> [Task description]: Go through the records below and show every line with the string "given".

Data entries
____________

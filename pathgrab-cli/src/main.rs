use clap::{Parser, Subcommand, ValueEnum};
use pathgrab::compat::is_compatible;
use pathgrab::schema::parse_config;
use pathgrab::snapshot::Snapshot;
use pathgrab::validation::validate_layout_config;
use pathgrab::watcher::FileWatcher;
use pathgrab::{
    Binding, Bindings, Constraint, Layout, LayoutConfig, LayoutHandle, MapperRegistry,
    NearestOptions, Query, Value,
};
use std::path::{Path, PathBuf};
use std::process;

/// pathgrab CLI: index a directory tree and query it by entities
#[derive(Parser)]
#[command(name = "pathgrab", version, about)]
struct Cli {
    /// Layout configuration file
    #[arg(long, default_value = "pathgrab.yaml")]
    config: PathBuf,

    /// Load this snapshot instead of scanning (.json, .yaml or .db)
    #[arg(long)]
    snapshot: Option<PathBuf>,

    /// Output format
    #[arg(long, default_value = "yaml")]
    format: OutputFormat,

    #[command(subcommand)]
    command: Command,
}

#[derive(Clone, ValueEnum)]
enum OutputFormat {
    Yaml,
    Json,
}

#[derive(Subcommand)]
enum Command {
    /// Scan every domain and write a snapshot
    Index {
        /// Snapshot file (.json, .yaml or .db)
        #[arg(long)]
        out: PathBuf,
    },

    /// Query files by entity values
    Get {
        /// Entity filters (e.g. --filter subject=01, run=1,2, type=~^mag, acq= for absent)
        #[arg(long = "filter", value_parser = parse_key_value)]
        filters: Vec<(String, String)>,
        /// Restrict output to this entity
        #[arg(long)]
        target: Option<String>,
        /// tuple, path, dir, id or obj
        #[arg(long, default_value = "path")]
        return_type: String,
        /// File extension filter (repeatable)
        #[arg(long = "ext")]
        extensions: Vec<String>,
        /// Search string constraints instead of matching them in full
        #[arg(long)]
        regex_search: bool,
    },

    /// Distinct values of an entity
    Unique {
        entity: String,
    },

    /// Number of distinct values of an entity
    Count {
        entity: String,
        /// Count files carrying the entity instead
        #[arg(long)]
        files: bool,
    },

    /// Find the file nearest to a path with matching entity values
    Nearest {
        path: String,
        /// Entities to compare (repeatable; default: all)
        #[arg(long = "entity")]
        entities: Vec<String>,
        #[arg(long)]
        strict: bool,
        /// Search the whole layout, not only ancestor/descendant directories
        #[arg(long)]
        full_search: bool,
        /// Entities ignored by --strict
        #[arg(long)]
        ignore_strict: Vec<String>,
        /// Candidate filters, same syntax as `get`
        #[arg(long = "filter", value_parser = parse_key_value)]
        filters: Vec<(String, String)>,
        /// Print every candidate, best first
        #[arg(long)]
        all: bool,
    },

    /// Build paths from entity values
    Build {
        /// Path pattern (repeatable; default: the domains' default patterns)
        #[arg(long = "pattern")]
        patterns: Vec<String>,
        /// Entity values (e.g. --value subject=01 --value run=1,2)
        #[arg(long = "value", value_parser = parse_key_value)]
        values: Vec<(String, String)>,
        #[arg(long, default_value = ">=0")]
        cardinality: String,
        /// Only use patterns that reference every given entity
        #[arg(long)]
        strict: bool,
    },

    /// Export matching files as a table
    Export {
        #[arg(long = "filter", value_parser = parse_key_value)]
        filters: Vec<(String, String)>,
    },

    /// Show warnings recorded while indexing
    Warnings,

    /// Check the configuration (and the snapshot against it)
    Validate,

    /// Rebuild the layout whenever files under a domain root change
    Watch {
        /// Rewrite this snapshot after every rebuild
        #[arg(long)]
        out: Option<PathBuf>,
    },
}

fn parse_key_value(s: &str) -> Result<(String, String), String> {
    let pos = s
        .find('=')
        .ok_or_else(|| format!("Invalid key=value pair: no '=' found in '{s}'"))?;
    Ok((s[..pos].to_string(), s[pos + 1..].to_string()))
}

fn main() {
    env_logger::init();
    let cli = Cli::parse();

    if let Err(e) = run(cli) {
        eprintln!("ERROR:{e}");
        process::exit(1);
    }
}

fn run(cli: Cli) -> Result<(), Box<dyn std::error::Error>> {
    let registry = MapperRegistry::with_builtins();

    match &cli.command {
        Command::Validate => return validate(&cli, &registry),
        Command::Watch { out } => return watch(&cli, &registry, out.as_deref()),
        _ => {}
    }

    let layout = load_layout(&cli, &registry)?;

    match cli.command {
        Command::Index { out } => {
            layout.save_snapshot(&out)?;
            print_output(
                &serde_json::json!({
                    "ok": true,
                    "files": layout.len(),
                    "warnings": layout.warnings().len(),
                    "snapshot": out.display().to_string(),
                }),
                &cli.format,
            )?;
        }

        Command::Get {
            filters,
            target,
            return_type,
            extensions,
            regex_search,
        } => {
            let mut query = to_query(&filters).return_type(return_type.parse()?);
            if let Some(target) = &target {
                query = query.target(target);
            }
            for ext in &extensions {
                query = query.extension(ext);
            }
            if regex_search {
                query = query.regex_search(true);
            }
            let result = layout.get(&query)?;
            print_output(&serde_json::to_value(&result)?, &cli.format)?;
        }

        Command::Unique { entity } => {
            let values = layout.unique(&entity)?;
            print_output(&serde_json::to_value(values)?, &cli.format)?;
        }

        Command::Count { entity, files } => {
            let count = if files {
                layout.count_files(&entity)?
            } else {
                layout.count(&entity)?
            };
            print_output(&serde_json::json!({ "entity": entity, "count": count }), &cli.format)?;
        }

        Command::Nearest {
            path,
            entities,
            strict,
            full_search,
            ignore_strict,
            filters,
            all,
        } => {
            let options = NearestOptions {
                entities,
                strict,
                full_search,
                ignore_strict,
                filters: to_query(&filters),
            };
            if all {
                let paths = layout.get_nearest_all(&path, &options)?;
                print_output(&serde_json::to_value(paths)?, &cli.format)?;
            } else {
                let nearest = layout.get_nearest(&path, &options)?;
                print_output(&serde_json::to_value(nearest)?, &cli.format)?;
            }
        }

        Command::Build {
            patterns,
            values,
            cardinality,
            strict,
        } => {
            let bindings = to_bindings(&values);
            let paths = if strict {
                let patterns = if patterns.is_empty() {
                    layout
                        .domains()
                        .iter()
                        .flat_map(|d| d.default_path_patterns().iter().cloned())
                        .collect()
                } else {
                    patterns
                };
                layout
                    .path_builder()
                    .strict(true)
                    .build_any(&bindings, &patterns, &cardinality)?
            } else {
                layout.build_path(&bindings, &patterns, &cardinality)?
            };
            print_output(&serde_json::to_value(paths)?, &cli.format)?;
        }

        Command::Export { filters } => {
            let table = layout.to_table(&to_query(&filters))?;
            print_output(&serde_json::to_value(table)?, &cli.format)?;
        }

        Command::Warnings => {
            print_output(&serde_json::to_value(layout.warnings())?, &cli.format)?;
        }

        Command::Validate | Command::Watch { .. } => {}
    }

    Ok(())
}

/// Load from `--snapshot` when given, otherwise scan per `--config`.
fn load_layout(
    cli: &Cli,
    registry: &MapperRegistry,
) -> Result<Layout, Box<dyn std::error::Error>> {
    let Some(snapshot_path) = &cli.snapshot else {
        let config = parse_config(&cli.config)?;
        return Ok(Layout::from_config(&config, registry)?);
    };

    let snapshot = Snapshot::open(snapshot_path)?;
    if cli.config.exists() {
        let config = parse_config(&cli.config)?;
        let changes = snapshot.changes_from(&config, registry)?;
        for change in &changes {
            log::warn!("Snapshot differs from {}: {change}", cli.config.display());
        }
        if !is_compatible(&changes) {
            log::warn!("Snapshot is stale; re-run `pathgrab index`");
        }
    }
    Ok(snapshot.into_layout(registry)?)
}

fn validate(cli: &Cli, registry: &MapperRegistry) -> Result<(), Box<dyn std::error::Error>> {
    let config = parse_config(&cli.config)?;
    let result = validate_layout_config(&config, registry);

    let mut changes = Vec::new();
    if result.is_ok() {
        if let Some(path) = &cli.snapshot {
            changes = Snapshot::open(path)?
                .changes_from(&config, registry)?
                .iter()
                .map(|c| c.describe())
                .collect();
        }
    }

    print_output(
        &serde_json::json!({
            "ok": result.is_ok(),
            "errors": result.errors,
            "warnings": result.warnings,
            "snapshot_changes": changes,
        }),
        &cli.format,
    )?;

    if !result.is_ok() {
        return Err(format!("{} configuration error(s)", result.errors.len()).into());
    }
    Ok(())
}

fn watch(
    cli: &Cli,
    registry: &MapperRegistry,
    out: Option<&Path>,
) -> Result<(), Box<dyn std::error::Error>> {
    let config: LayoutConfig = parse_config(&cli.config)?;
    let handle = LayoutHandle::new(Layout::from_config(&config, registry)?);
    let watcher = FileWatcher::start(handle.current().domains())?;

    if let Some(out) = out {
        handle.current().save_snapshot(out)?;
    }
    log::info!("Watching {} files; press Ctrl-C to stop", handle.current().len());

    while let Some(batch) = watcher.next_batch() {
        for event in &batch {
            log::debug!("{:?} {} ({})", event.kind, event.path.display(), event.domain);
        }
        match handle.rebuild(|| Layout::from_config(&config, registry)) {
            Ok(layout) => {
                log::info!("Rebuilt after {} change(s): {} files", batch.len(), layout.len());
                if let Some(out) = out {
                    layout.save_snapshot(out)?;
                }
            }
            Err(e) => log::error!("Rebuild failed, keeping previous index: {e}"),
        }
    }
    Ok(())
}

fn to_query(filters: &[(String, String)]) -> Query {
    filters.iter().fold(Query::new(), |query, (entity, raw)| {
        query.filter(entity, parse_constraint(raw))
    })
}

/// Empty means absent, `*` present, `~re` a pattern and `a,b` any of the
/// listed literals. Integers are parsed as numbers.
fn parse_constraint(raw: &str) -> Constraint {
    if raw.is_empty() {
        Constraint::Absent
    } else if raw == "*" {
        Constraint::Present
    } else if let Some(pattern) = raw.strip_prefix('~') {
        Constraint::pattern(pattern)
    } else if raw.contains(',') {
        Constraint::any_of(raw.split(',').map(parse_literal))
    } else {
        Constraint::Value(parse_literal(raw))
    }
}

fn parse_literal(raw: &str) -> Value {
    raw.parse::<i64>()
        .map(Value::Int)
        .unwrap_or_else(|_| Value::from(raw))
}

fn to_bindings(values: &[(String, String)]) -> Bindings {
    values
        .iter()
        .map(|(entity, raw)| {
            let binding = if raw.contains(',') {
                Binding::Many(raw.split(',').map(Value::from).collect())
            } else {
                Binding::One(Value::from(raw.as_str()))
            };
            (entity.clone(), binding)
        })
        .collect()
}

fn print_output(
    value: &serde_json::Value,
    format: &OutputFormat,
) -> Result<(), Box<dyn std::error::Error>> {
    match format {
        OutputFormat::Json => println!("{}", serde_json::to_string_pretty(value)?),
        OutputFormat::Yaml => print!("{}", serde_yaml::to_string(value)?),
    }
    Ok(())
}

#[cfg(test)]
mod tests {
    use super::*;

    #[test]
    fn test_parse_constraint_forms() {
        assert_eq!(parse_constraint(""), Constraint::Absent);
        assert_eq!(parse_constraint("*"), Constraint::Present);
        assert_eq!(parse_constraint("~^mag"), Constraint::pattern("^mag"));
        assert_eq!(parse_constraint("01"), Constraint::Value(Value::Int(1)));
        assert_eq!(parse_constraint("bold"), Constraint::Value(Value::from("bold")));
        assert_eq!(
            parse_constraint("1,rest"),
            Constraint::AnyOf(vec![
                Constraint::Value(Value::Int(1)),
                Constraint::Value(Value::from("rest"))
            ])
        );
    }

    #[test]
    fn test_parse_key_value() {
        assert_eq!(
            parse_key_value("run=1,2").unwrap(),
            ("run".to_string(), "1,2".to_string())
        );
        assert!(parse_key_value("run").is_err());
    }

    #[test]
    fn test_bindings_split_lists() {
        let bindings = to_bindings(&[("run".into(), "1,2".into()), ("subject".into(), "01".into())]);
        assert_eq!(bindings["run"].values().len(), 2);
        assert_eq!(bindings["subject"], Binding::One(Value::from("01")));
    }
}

____________

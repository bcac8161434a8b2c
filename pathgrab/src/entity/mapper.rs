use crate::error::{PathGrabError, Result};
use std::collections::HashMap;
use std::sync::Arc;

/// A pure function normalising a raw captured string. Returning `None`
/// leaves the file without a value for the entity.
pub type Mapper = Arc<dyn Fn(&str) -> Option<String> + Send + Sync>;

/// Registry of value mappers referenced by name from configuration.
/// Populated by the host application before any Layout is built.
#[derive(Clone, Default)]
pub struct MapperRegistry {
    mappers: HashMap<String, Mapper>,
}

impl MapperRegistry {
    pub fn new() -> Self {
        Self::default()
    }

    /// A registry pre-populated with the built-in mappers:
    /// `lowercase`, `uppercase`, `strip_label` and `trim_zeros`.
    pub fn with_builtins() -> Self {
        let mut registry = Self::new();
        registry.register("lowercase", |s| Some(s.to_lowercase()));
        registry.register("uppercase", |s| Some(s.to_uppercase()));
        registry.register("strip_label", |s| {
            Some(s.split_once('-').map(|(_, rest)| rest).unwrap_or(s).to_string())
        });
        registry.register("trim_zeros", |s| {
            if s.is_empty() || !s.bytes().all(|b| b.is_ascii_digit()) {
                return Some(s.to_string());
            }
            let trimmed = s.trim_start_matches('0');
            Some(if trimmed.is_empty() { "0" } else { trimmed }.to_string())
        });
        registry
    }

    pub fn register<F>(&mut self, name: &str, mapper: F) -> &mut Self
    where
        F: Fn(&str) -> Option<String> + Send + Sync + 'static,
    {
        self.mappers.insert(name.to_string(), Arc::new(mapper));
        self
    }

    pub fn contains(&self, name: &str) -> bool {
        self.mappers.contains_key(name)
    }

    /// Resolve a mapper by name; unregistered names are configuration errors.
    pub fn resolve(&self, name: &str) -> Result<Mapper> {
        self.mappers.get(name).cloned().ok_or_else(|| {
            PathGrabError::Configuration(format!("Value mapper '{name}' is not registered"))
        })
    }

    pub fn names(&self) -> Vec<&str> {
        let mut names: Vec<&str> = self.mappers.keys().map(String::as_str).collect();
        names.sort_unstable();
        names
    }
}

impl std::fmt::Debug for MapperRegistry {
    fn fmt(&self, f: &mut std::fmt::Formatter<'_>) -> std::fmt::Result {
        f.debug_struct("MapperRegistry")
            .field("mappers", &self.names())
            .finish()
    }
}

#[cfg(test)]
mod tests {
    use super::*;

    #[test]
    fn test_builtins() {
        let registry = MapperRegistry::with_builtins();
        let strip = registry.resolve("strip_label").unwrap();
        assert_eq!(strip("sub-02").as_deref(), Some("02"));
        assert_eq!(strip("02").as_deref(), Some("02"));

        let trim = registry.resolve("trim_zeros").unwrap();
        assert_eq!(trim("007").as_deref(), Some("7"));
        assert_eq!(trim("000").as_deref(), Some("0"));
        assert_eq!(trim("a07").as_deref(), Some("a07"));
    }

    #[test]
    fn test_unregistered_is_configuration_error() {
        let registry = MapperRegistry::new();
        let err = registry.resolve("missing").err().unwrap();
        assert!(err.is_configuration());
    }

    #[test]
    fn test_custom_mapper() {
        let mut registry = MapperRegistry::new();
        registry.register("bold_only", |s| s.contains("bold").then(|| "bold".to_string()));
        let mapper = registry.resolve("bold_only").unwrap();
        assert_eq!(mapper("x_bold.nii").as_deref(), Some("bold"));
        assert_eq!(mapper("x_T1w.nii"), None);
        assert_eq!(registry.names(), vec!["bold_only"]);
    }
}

____________

> [Your response]:
        /// Only use patterns that reference every given entity
/// Load from `--snapshot` when given, otherwise scan per `--config`.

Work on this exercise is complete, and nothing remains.